Ray Tomlinson, the inventor of email and the man who picked the @ symbol for addresses, has died aged 74. Tomlinson invented direct email messages in 1971. Before his invention, electronic messages could be shared only on a very limited network.
Among those paying tribute was Gmail, one of many offshoots of Tomlinson’s creation.
Although with the advent of smartphones and spread of social media, usage of emails decreased a bit, email is still pervasive and widely used—over 4 billion users across the world.
Tomlinson was inducted into the Internet Hall of Fame in 2012.
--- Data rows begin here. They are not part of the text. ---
//! Compact log file format
//!
//! One frame per line:
//!
//! ```text
//! (0000001700.123456) 0 123#1122334455667788
//! (0000001700.123789) 1 12345678##1DEADBEEF [x   FB ]
//! ```
//!
//! Lines that do not start with `(` are comments. Anything after the frame
//! text (such as the verbose flag summary) is ignored when reading.

use std::fmt;
use std::io::{BufRead, Seek, SeekFrom};

use crate::codec::{self, FlagSummary};
use crate::types::{log_timestamp, CapturedFrame, Frame, Result, Timestamp, TraceError};

/// One parsed log line
#[derive(Debug, Clone, Copy, PartialEq, Eq)]
pub struct LogRecord {
    /// Microseconds (absolute since the epoch, or relative to capture start)
    pub timestamp_us: u64,
    pub channel: u8,
    pub frame: Frame,
}

impl LogRecord {
    pub fn new(timestamp_us: u64, channel: u8, frame: Frame) -> Self {
        Self {
            timestamp_us,
            channel,
            frame,
        }
    }

    /// Timestamp as a calendar time
    pub fn timestamp(&self) -> Timestamp {
        log_timestamp(self.timestamp_us)
    }

    /// Wrapper that renders the line with the trailing flag summary
    pub fn verbose(&self) -> VerboseRecord<'_> {
        VerboseRecord(self)
    }
}

impl From<CapturedFrame> for LogRecord {
    fn from(captured: CapturedFrame) -> Self {
        Self::new(captured.timestamp_us, captured.channel, captured.frame)
    }
}

impl fmt::Display for LogRecord {
    fn fmt(&self, f: &mut fmt::Formatter<'_>) -> fmt::Result {
        write!(
            f,
            "({:010}.{:06}) {} {}",
            self.timestamp_us / 1_000_000,
            self.timestamp_us % 1_000_000,
            self.channel,
            codec::encode(&self.frame)
        )
    }
}

/// Log line followed by ` [xRoNFBE]`
pub struct VerboseRecord<'a>(&'a LogRecord);

impl fmt::Display for VerboseRecord<'_> {
    fn fmt(&self, f: &mut fmt::Formatter<'_>) -> fmt::Result {
        write!(f, "{} [{}]", self.0, FlagSummary(self.0.frame.flags()))
    }
}

/// Parse a line that starts with `(`.
///
/// `line_no` is only used for error reporting.
pub fn parse_log_line(line: &str, line_no: usize) -> Result<LogRecord> {
    let bad = |reason: &str| TraceError::LogLine {
        line: line_no,
        reason: reason.to_string(),
    };

    let body = line
        .strip_prefix('(')
        .ok_or_else(|| bad("line does not start with '('"))?;
    let (stamp, rest) = body
        .split_once(')')
        .ok_or_else(|| bad("missing ')' after timestamp"))?;
    let (secs, usecs) = stamp
        .split_once('.')
        .ok_or_else(|| bad("timestamp is not <seconds>.<microseconds>"))?;

    let secs: u64 = secs.trim().parse().map_err(|_| bad("invalid seconds"))?;
    let usecs: u64 = usecs.trim().parse().map_err(|_| bad("invalid microseconds"))?;
    if usecs >= 1_000_000 {
        return Err(bad("microseconds out of range"));
    }
    let timestamp_us = secs
        .checked_mul(1_000_000)
        .and_then(|us| us.checked_add(usecs))
        .ok_or_else(|| bad("timestamp overflow"))?;

    let mut fields = rest.split_whitespace();
    let channel: u8 = fields
        .next()
        .ok_or_else(|| bad("missing channel"))?
        .parse()
        .map_err(|_| bad("invalid channel"))?;
    let frame_text = fields.next().ok_or_else(|| bad("missing frame"))?;
    let frame = codec::decode(frame_text).map_err(|e| bad(&e.to_string()))?;

    Ok(LogRecord::new(timestamp_us, channel, frame))
}

/// Forward reader over a log stream
pub struct LogReader<R> {
    reader: R,
    line_no: usize,
    buf: String,
}

impl<R: BufRead> LogReader<R> {
    pub fn new(reader: R) -> Self {
        Self {
            reader,
            line_no: 0,
            buf: String::new(),
        }
    }

    /// Skip comment lines and parse the next record. `Ok(None)` at EOF.
    pub fn next_record(&mut self) -> Result<Option<LogRecord>> {
        loop {
            self.buf.clear();
            if self.reader.read_line(&mut self.buf)? == 0 {
                return Ok(None);
            }
            self.line_no += 1;
            if self.buf.starts_with('(') {
                let line = self.buf.trim_end();
                return parse_log_line(line, self.line_no).map(Some);
            }
        }
    }

    /// Number of lines consumed so far
    pub fn line_no(&self) -> usize {
        self.line_no
    }
}

impl<R: BufRead + Seek> LogReader<R> {
    /// Go back to the start of the stream
    pub fn rewind(&mut self) -> Result<()> {
        self.reader.seek(SeekFrom::Start(0))?;
        self.line_no = 0;
        Ok(())
    }
}

impl<R: BufRead> Iterator for LogReader<R> {
    type Item = Result<LogRecord>;

    fn next(&mut self) -> Option<Self::Item> {
        self.next_record().transpose()
    }
}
Tomlinson, a graduate of Rensselaer Polytechnic Institute and MIT, was working for a Boston technology firm in 1971 when he decided to figure out a way for people to send messages via computer. At the time, Tomlinson recalled, ARPANET — the Internet’s predecessor — was fairly new and the idea of sending messages from computer to computer was novel. Computers themselves were often giant mainframe beasts that filled entire rooms.
Tomlinson had seen a mailbox protocol he’d thought was too complex. In its place, he hacked together a simpler plan that included such now-commonplace concepts as the “@” sign — to denote the location of the correspondents — and the naming of the fields.
For a couple decades thereafter, email was a novelty. It wasn’t until the explosion of the personal computer, followed by online services in the late ’80s and early ’90s — including America Online, Prodigy and CompuServe — that email became widespread.